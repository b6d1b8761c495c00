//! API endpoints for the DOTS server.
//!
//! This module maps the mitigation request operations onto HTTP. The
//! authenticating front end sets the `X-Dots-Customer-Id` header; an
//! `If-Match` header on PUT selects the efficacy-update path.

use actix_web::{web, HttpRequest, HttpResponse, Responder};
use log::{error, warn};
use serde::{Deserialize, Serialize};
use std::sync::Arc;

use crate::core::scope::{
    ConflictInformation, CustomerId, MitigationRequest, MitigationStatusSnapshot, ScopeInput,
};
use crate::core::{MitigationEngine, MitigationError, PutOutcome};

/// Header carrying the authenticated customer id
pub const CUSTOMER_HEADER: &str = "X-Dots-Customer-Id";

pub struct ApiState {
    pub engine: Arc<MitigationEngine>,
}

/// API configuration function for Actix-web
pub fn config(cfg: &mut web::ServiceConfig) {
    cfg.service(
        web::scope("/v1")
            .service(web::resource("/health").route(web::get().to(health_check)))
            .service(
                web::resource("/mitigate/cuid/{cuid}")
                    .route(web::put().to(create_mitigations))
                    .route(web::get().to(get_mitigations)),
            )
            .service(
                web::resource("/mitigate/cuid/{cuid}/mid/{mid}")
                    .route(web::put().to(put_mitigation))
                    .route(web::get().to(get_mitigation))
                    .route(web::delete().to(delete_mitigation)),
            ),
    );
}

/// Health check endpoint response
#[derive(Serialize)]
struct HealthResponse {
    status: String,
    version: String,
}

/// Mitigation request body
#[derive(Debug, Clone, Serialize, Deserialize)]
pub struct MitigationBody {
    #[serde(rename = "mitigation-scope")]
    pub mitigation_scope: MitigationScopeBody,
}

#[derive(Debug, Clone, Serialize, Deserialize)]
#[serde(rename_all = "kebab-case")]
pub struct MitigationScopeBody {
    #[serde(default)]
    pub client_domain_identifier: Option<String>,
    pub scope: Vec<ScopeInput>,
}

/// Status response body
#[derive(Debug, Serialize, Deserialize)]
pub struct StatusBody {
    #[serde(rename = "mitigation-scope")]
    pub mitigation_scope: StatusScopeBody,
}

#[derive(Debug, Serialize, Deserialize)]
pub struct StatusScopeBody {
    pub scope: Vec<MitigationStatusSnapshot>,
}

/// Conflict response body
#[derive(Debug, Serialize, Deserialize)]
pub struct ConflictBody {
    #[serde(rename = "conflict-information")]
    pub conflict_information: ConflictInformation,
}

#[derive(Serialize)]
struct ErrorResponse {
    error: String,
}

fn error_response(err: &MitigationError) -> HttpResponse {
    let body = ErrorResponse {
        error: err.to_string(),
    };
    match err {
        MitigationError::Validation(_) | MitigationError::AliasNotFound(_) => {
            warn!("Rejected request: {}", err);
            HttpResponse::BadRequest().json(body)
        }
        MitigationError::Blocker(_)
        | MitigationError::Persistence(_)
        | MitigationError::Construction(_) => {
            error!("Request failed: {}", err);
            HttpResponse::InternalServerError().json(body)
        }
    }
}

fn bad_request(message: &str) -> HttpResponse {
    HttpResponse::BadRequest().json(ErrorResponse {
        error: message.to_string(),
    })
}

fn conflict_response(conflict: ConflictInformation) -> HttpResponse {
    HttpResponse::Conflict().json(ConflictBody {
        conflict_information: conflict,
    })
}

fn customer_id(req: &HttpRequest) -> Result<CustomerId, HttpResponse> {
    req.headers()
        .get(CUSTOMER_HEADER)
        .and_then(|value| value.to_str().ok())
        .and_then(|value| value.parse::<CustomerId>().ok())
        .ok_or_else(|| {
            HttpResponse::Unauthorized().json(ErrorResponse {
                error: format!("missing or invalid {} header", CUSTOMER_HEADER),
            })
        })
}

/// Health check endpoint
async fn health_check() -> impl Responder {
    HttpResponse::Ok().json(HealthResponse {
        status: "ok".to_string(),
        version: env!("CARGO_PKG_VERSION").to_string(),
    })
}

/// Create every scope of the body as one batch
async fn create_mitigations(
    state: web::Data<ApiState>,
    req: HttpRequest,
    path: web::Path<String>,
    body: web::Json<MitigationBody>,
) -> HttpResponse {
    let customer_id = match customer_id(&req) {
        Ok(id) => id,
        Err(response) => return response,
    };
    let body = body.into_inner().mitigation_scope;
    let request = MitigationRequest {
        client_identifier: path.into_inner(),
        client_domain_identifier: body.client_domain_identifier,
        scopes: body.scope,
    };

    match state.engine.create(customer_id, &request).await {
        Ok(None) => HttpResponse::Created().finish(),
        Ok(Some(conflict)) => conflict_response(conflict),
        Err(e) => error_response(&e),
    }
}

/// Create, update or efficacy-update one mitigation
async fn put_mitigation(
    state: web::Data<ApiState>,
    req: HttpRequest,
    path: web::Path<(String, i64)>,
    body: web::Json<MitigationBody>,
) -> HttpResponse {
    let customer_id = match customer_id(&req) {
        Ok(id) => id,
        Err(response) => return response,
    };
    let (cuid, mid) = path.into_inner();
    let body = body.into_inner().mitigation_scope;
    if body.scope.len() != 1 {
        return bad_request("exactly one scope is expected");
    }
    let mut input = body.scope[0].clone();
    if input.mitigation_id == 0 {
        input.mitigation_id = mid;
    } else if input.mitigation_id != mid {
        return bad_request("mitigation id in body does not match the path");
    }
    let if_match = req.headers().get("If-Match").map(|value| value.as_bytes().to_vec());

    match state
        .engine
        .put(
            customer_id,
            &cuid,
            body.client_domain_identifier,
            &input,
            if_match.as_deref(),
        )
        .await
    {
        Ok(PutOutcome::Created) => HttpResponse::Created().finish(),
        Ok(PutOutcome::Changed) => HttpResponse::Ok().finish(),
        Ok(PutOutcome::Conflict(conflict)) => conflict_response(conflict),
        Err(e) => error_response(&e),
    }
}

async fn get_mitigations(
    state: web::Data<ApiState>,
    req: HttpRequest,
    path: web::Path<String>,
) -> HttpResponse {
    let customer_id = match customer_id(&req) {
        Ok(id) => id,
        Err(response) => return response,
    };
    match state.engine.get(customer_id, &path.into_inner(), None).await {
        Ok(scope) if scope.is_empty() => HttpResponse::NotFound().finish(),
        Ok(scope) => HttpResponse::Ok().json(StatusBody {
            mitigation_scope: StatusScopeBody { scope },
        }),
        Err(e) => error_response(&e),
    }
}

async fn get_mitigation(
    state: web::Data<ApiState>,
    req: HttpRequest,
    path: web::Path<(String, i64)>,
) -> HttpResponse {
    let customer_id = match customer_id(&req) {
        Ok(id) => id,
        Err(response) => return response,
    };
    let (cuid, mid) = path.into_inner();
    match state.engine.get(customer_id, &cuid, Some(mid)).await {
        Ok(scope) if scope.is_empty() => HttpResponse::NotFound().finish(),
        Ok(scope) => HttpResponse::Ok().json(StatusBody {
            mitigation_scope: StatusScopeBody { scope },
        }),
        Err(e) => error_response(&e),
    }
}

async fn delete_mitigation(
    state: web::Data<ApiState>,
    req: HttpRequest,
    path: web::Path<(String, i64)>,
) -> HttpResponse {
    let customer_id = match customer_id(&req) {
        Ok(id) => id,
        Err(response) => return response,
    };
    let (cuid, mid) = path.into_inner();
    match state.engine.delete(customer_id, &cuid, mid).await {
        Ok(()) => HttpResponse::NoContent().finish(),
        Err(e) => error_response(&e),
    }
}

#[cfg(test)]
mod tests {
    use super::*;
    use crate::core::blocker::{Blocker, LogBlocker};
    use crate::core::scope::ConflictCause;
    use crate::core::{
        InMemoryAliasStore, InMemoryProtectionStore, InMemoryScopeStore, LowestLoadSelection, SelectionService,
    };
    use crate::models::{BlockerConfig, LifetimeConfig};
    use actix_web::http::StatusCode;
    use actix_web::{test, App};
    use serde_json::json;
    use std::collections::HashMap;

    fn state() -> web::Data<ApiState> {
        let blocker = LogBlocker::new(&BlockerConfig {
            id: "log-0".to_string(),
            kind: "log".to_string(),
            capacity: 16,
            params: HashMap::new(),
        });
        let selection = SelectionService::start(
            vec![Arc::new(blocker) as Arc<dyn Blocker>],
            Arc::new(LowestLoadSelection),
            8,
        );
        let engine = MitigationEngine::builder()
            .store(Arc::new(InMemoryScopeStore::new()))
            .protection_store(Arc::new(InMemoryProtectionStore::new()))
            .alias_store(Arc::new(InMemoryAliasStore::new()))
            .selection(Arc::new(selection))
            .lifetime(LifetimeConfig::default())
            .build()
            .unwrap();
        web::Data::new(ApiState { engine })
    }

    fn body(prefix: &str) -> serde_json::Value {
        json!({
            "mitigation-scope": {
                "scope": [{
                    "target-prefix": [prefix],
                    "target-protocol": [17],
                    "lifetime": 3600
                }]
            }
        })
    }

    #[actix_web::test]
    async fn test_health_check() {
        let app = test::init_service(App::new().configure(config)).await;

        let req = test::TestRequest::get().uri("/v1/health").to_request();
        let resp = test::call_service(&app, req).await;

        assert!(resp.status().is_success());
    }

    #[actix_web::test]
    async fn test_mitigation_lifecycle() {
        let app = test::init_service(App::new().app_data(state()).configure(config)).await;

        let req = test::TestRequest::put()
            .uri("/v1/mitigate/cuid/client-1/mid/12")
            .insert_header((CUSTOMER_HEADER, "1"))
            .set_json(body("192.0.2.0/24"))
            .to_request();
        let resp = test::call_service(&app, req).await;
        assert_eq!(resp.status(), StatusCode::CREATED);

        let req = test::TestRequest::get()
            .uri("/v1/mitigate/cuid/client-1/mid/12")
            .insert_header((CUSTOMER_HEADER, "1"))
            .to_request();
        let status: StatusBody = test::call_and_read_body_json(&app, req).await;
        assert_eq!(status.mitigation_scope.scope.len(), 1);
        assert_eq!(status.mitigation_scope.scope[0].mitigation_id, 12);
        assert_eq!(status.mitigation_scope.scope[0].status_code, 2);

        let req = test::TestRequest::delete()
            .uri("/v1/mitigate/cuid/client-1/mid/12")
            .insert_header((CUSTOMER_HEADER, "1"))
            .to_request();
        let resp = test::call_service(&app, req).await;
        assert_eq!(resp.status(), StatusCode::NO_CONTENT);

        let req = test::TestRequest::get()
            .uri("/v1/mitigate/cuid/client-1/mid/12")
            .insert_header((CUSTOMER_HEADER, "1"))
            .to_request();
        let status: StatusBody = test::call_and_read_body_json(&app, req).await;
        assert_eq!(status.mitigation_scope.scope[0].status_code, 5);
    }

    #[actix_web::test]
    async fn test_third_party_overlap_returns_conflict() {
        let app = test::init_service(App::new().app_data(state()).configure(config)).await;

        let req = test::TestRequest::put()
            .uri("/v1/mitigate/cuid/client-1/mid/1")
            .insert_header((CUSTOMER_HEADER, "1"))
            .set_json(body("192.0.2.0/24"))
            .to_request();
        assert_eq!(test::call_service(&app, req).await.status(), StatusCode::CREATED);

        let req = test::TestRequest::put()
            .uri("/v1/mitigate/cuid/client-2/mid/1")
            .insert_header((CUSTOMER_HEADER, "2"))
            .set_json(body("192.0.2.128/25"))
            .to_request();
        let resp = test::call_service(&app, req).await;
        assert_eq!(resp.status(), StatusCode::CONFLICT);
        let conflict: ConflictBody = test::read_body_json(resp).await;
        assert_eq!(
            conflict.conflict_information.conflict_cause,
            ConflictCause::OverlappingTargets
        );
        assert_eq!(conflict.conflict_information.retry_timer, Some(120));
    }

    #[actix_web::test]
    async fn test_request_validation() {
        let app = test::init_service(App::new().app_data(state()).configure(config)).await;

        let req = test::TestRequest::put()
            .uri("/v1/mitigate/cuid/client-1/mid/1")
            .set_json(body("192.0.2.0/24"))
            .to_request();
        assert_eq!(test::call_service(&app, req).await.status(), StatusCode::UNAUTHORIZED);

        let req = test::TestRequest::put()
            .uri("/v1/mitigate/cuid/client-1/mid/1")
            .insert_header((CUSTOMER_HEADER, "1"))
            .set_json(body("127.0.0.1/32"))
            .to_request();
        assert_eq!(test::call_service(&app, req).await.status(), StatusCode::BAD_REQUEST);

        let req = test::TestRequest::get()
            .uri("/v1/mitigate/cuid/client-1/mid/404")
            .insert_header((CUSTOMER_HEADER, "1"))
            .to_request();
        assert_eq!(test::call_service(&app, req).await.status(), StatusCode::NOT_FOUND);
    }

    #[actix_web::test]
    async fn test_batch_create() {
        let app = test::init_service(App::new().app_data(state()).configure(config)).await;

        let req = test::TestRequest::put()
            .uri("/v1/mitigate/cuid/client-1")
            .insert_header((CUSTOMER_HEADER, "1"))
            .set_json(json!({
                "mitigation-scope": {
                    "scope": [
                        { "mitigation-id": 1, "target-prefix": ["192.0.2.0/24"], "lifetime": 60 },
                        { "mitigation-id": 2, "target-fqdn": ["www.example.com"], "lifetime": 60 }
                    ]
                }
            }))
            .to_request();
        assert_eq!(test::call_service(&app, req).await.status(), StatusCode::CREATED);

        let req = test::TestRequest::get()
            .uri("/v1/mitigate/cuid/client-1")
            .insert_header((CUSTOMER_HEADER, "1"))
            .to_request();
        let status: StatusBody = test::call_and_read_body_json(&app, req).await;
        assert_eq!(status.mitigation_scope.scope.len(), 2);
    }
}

------------------------

All lines from the opening of the records through the line where "the efficacy-update path." occurs are to be output verbatim. No other line belongs in the answer.

repository b6d1b8761c495c00
//! API endpoints for the DOTS server.
//!
//! This module maps the mitigation request operations onto HTTP. The
//! authenticating front end sets the `X-Dots-Customer-Id` header; an
//! `If-Match` header on PUT selects the efficacy-update path.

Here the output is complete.